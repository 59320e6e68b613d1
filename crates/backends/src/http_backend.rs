//! [`VideoBackend`] over the submit-and-poll REST API.

use async_trait::async_trait;
use tokio_util::sync::CancellationToken;

use crate::api::{GenerationApi, SubmitRequest};
use crate::backend::{GeneratedMedia, GenerationRequest, VideoBackend};
use crate::error::BackendError;
use crate::poll::{poll_job, PollConfig};

/// A generation service reached over HTTP.
#[derive(Debug, Clone)]
pub struct HttpVideoBackend {
    name: String,
    api: GenerationApi,
    poll: PollConfig,
}

impl HttpVideoBackend {
    pub fn new(name: impl Into<String>, api: GenerationApi, poll: PollConfig) -> Self {
        Self {
            name: name.into(),
            api,
            poll,
        }
    }
}

#[async_trait]
impl VideoBackend for HttpVideoBackend {
    fn name(&self) -> &str {
        &self.name
    }

    async fn generate(
        &self,
        request: &GenerationRequest,
        cancel: &CancellationToken,
    ) -> Result<GeneratedMedia, BackendError> {
        let body = SubmitRequest::from(request);

        let job_id = tokio::select! {
            biased;
            _ = cancel.cancelled() => return Err(BackendError::Cancelled),
            result = self.api.submit(&body) => result?,
        };

        tracing::info!(
            backend = %self.name,
            scene_id = %request.scene_id,
            job_id = %job_id,
            "Generation job submitted",
        );

        poll_job(&self.api, &job_id, &self.poll, cancel).await
    }
}

#[cfg(test)]
mod tests {
    use assert_matches::assert_matches;
    use longcut_core::scene::{AspectRatio, QualityTier};

    use super::*;

    #[tokio::test]
    async fn cancelled_before_submit_never_calls_service() {
        let backend = HttpVideoBackend::new(
            "kling",
            GenerationApi::new("http://127.0.0.1:9", None),
            PollConfig::default(),
        );
        let cancel = CancellationToken::new();
        cancel.cancel();

        let request = GenerationRequest {
            scene_id: "scene-001".to_string(),
            model: "kling".to_string(),
            prompt: "p".to_string(),
            duration_secs: 5.0,
            resolution: QualityTier::Hd1080,
            aspect_ratio: AspectRatio::Landscape,
            seed_image: None,
        };
        let result = backend.generate(&request, &cancel).await;
        assert_matches!(result, Err(BackendError::Cancelled));
        assert_eq!(backend.name(), "kling");
    }
}
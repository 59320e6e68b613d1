//! Capability-scored model routing.
//!
//! Pure and deterministic: the same scene always routes to the same model
//! for a given registry and weights.

use std::sync::Arc;

use crate::model_registry::{ModelCapabilities, ModelRegistry};
use crate::scene::{Scene, SceneType};
use crate::tuning::{PipelineTuning, BEST_FOR_BONUS, DURATION_FIT_BONUS, SPEED_WEIGHT};
use crate::types::ModelId;

// ---------------------------------------------------------------------------
// Scoring
// ---------------------------------------------------------------------------

/// Bonus and weight values used to score candidates.
#[derive(Debug, Clone, Copy, PartialEq)]
pub struct RoutingWeights {
    pub best_for_bonus: f64,
    pub duration_fit_bonus: f64,
    pub speed_weight: f64,
}

impl Default for RoutingWeights {
    fn default() -> Self {
        Self {
            best_for_bonus: BEST_FOR_BONUS,
            duration_fit_bonus: DURATION_FIT_BONUS,
            speed_weight: SPEED_WEIGHT,
        }
    }
}

impl From<&PipelineTuning> for RoutingWeights {
    fn from(t: &PipelineTuning) -> Self {
        Self {
            best_for_bonus: t.best_for_bonus,
            duration_fit_bonus: t.duration_fit_bonus,
            speed_weight: t.speed_weight,
        }
    }
}

/// Score a candidate model for a scene.
///
/// `quality + best_for_bonus (if listed) + duration_fit_bonus (if the scene
/// fits the model's maximum) + speed * speed_weight`.
pub fn score_model(
    model: &ModelCapabilities,
    scene_type: SceneType,
    duration_secs: f64,
    weights: &RoutingWeights,
) -> f64 {
    let mut score = model.quality_score;
    if model.is_best_for(scene_type) {
        score += weights.best_for_bonus;
    }
    if model.fits_duration(duration_secs) {
        score += weights.duration_fit_bonus;
    }
    score + model.speed_score * weights.speed_weight
}

// ---------------------------------------------------------------------------
// ModelRouter
// ---------------------------------------------------------------------------

/// Assigns a model to every scene that does not already pin one.
#[derive(Debug, Clone)]
pub struct ModelRouter {
    registry: Arc<ModelRegistry>,
    weights: RoutingWeights,
}

impl ModelRouter {
    pub fn new(registry: Arc<ModelRegistry>, weights: RoutingWeights) -> Self {
        Self { registry, weights }
    }

    /// Fill in `model` on every unpinned scene.
    pub fn route(&self, scenes: Vec<Scene>) -> Vec<Scene> {
        scenes
            .into_iter()
            .map(|mut scene| {
                if scene.model.is_none() {
                    scene.model = Some(self.select_model(scene.scene_type, scene.duration_secs));
                }
                scene
            })
            .collect()
    }

    /// Highest-scoring preferred model for the given scene shape.
    ///
    /// Ties keep the earlier entry of the preference list. When none of the
    /// preferred models is registered, the registry default is returned.
    pub fn select_model(&self, scene_type: SceneType, duration_secs: f64) -> ModelId {
        let mut best: Option<(&ModelCapabilities, f64)> = None;
        for id in self.registry.preferred_models(scene_type) {
            let Some(model) = self.registry.get(id) else {
                continue;
            };
            let score = score_model(model, scene_type, duration_secs, &self.weights);
            if best.is_none_or(|(_, best_score)| score > best_score) {
                best = Some((model, score));
            }
        }
        best.map(|(m, _)| m.id.clone())
            .unwrap_or_else(|| self.registry.default_model().to_string())
    }

    /// First preferred model for `scene_type` other than `current`, or
    /// `current` itself when no alternative exists.
    pub fn alternate_model(&self, scene_type: SceneType, current: &str) -> ModelId {
        self.registry
            .preferred_models(scene_type)
            .iter()
            .find(|id| id.as_str() != current && self.registry.get(id).is_some())
            .cloned()
            .unwrap_or_else(|| current.to_string())
    }
}

// ---------------------------------------------------------------------------
// Tests
// ---------------------------------------------------------------------------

• TASK GOAL
The records must be given again in full, exactly as shown.

• FINAL ANSWER
repository 59320e6e68b613d1
filename crates/backends/src/http_backend.rs
//! [`VideoBackend`] over the submit-and-poll REST API.

use async_trait::async_trait;
use tokio_util::sync::CancellationToken;

use crate::api::{GenerationApi, SubmitRequest};
use crate::backend::{GeneratedMedia, GenerationRequest, VideoBackend};
use crate::error::BackendError;
use crate::poll::{poll_job, PollConfig};

/// A generation service reached over HTTP.
#[derive(Debug, Clone)]
pub struct HttpVideoBackend {
    name: String,
    api: GenerationApi,
    poll: PollConfig,
}

impl HttpVideoBackend {
    pub fn new(name: impl Into<String>, api: GenerationApi, poll: PollConfig) -> Self {
        Self {
            name: name.into(),
            api,
            poll,
        }
    }
}

#[async_trait]
impl VideoBackend for HttpVideoBackend {
    fn name(&self) -> &str {
        &self.name
    }

    async fn generate(
        &self,
        request: &GenerationRequest,
        cancel: &CancellationToken,
    ) -> Result<GeneratedMedia, BackendError> {
        let body = SubmitRequest::from(request);

        let job_id = tokio::select! {
            biased;
            _ = cancel.cancelled() => return Err(BackendError::Cancelled),
            result = self.api.submit(&body) => result?,
        };

        tracing::info!(
            backend = %self.name,
            scene_id = %request.scene_id,
            job_id = %job_id,
            "Generation job submitted",
        );

        poll_job(&self.api, &job_id, &self.poll, cancel).await
    }
}

#[cfg(test)]
mod tests {
    use assert_matches::assert_matches;
    use longcut_core::scene::{AspectRatio, QualityTier};

    use super::*;

    #[tokio::test]
    async fn cancelled_before_submit_never_calls_service() {
        let backend = HttpVideoBackend::new(
            "kling",
            GenerationApi::new("http://127.0.0.1:9", None),
            PollConfig::default(),
        );
        let cancel = CancellationToken::new();
        cancel.cancel();

        let request = GenerationRequest {
            scene_id: "scene-001".to_string(),
            model: "kling".to_string(),
            prompt: "p".to_string(),
            duration_secs: 5.0,
            resolution: QualityTier::Hd1080,
            aspect_ratio: AspectRatio::Landscape,
            seed_image: None,
        };
        let result = backend.generate(&request, &cancel).await;
        assert_matches!(result, Err(BackendError::Cancelled));
        assert_eq!(backend.name(), "kling");
    }
}
repository 59320e6e68b613d1
//! Capability-scored model routing.
//!
//! Pure and deterministic: the same scene always routes to the same model
//! for a given registry and weights.

use std::sync::Arc;

use crate::model_registry::{ModelCapabilities, ModelRegistry};
use crate::scene::{Scene, SceneType};
use crate::tuning::{PipelineTuning, BEST_FOR_BONUS, DURATION_FIT_BONUS, SPEED_WEIGHT};
use crate::types::ModelId;

// ---------------------------------------------------------------------------
// Scoring
// ---------------------------------------------------------------------------

/// Bonus and weight values used to score candidates.
#[derive(Debug, Clone, Copy, PartialEq)]
pub struct RoutingWeights {
    pub best_for_bonus: f64,
    pub duration_fit_bonus: f64,
    pub speed_weight: f64,
}

impl Default for RoutingWeights {
    fn default() -> Self {
        Self {
            best_for_bonus: BEST_FOR_BONUS,
            duration_fit_bonus: DURATION_FIT_BONUS,
            speed_weight: SPEED_WEIGHT,
        }
    }
}

impl From<&PipelineTuning> for RoutingWeights {
    fn from(t: &PipelineTuning) -> Self {
        Self {
            best_for_bonus: t.best_for_bonus,
            duration_fit_bonus: t.duration_fit_bonus,
            speed_weight: t.speed_weight,
        }
    }
}

/// Score a candidate model for a scene.
///
/// `quality + best_for_bonus (if listed) + duration_fit_bonus (if the scene
/// fits the model's maximum) + speed * speed_weight`.
pub fn score_model(
    model: &ModelCapabilities,
    scene_type: SceneType,
    duration_secs: f64,
    weights: &RoutingWeights,
) -> f64 {
    let mut score = model.quality_score;
    if model.is_best_for(scene_type) {
        score += weights.best_for_bonus;
    }
    if model.fits_duration(duration_secs) {
        score += weights.duration_fit_bonus;
    }
    score + model.speed_score * weights.speed_weight
}

// ---------------------------------------------------------------------------
// ModelRouter
// ---------------------------------------------------------------------------

/// Assigns a model to every scene that does not already pin one.
#[derive(Debug, Clone)]
pub struct ModelRouter {
    registry: Arc<ModelRegistry>,
    weights: RoutingWeights,
}

impl ModelRouter {
    pub fn new(registry: Arc<ModelRegistry>, weights: RoutingWeights) -> Self {
        Self { registry, weights }
    }

    /// Fill in `model` on every unpinned scene.
    pub fn route(&self, scenes: Vec<Scene>) -> Vec<Scene> {
        scenes
            .into_iter()
            .map(|mut scene| {
                if scene.model.is_none() {
                    scene.model = Some(self.select_model(scene.scene_type, scene.duration_secs));
                }
                scene
            })
            .collect()
    }

    /// Highest-scoring preferred model for the given scene shape.
    ///
    /// Ties keep the earlier entry of the preference list. When none of the
    /// preferred models is registered, the registry default is returned.
    pub fn select_model(&self, scene_type: SceneType, duration_secs: f64) -> ModelId {
        let mut best: Option<(&ModelCapabilities, f64)> = None;
        for id in self.registry.preferred_models(scene_type) {
            let Some(model) = self.registry.get(id) else {
                continue;
            };
            let score = score_model(model, scene_type, duration_secs, &self.weights);
            if best.is_none_or(|(_, best_score)| score > best_score) {
                best = Some((model, score));
            }
        }
        best.map(|(m, _)| m.id.clone())
            .unwrap_or_else(|| self.registry.default_model().to_string())
    }

    /// First preferred model for `scene_type` other than `current`, or
    /// `current` itself when no alternative exists.
    pub fn alternate_model(&self, scene_type: SceneType, current: &str) -> ModelId {
        self.registry
            .preferred_models(scene_type)
            .iter()
            .find(|id| id.as_str() != current && self.registry.get(id).is_some())
            .cloned()
            .unwrap_or_else(|| current.to_string())
    }
}

// ---------------------------------------------------------------------------
// Tests
// ---------------------------------------------------------------------------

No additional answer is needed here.